Having spent my formative years living a stone’s throw from the Irish Sea, summer has always been my least favorite season – perversely, I prefer my weather cold and wet. During my 1970s adolescence, however, summer did have one redeeming quality: summer vacation. Instead of going to bed at a sensible hour in anticipation of another boring day at school, I’d stay up almost every night until sunrise (Movies ‘til Dawn!) watching old flicks on television (and, of course, occasionally dozing off in front of the set).
In those pre-VHS, pre-cable, pre-everything-at-your-fingertips days one had to obsessively study each week’s TV Guide to make sure you didn’t miss something unusual or special, like that 1962 Brazilian crime drama I’ve been dying to see again for the last 40 years. If you missed a movie, there was no way of knowing if it would air again in a few weeks time — or disappear forever into a studio vault.
Always high atop my must-see list were films featuring Boris Karloff or Bela Lugosi. Having inherited a love of scary movies from my mother, the presence of either (or of their cross-Atlantic analogues, Peter Cushing and Christopher Lee) meant I’d be circling that movie in TV Guide, setting my alarm, and traipsing bleary-eyed into the living room at 1 a.m, (in those days, believe it or not, we didn’t have bedroom TVs).

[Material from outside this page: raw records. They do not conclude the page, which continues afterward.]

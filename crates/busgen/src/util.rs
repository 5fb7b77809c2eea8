use std::path::{Path, PathBuf};
use std::sync::atomic::{AtomicUsize, Ordering};

use anyhow::{Context, Result};
use sha2::{Digest, Sha256};

static TMP_COUNTER: AtomicUsize = AtomicUsize::new(0);

pub fn sha256_hex(bytes: &[u8]) -> String {
    let mut hasher = Sha256::new();
    hasher.update(bytes);
    hasher.finalize().iter().map(|b| format!("{b:02x}")).collect()
}

pub fn file_sha256(path: &Path) -> Result<String> {
    let bytes = std::fs::read(path).with_context(|| format!("read: {}", path.display()))?;
    Ok(sha256_hex(&bytes))
}

fn temp_path_next_to(path: &Path) -> PathBuf {
    let pid = std::process::id();
    let n = TMP_COUNTER.fetch_add(1, Ordering::Relaxed);
    let file_name = path
        .file_name()
        .map(|f| f.to_string_lossy().into_owned())
        .unwrap_or_else(|| "out".to_string());
    path.with_file_name(format!(".{file_name}.tmp_{pid}_{n}"))
}

/// Write via a sibling temp file and rename into place, so readers never see
/// a partially written artifact.
pub fn write_atomic(path: &Path, contents: &[u8]) -> Result<()> {
    if let Some(parent) = path.parent() {
        std::fs::create_dir_all(parent)
            .with_context(|| format!("create dir: {}", parent.display()))?;
    }

    let tmp = temp_path_next_to(path);
    std::fs::write(&tmp, contents).with_context(|| format!("write: {}", tmp.display()))?;

    match std::fs::rename(&tmp, path) {
        Ok(()) => Ok(()),
        Err(_) => {
            let _ = std::fs::remove_file(path);
            std::fs::rename(&tmp, path)
                .with_context(|| format!("rename into place: {}", path.display()))
        }
    }
}

/// Create a fresh scratch directory under the system temp dir. Callers remove
/// it when their step completes.
pub fn scratch_dir(label: &str) -> Result<PathBuf> {
    let pid = std::process::id();
    let n = TMP_COUNTER.fetch_add(1, Ordering::Relaxed);
    let dir = std::env::temp_dir().join(format!("busgen_{label}_{pid}_{n}"));
    std::fs::create_dir_all(&dir)
        .with_context(|| format!("create scratch dir: {}", dir.display()))?;
    Ok(dir)
}

pub fn utc_now_iso() -> String {
    chrono::Utc::now().to_rfc3339_opts(chrono::SecondsFormat::Secs, true)
}

/// Filesystem-safe UTC timestamp for report file names.
pub fn utc_timestamp_slug() -> String {
    chrono::Utc::now().format("%Y%m%dT%H%M%SZ").to_string()
}

#[cfg(test)]
mod tests {
    use super::*;

    #[test]
    fn sha256_hex_matches_known_vector() {
        assert_eq!(
            sha256_hex(b"abc"),
            "ba7816bf8f01cfea414140de5dae2223b00361a396177a9cb410ff61f20015ad"
        );
    }

    #[test]
    fn write_atomic_replaces_existing_contents() {
        let dir = scratch_dir("util_test").unwrap();
        let path = dir.join("nested/out.txt");
        write_atomic(&path, b"first").unwrap();
        write_atomic(&path, b"second").unwrap();
        assert_eq!(std::fs::read(&path).unwrap(), b"second");
        let _ = std::fs::remove_dir_all(&dir);
    }
}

While there’ve been several documentaries dedicated to Lugosi (plus Martin Landau’s remarkable, if fictionalized, depiction of the Hungarian actor in Tim Burton’s Ed Wood), Karloff hasn’t been treated quite as respectfully — until now. Boris Karloff: The Man Behind the Monster (screening at Landmark’s Shattuck Cinemas beginning on Friday, Oct. 1) is a fabulous 90-minute tribute laden with rare clips and well-informed talking heads, including such luminaries as film historian Sir Christopher Frayling, archivist and author Kevin Brownlow (wearing his ubiquitous baseball cap), seemingly immortal producer Roger Corman, directors Guillermo del Toro, Joe Dante and John Landis, and the late (and much missed) Dick Miller and Christopher Plummer.
It’s a tribute to Karloff’s reputation and continuing popularity that all these people (and many more, including Karloff’s daughter, Sara) agreed to participate in what was surely a labor of love for Scottish director Thomas Hamilton. Though the film doesn’t quite settle the question of Karloff’s ethnicity (born in India to English parents, there have long been rumors that he had Indian blood) and won’t offer huge surprises to seasoned monster kids, it does include very rare footage that even this devoted Karloff-ornian hadn’t seen before, including appearances on The Dinah Shore Show, The Red Skelton Show, and excerpts from his surviving pre-fame silent features. For those who first met Boris on the Late, Late Show, you won’t want to miss this.

If you have a preference for modern horror, I can happily report that Candyman (currently streaming on multiple platforms) is really rather good. Produced and written by Jordan Peele (Get Out, Us), directed by Nia DaCosta and superbly scored by Robert Aiki Aubrey Lowe, the film features a breakout performance by Yahya Abdul-Mateen II as a Chicago artist haunted by the titular urban legend. Steeped in the political subtext that made Peele’s Get Out so memorable, this is an unsettling and hugely enjoyable Halloween treat.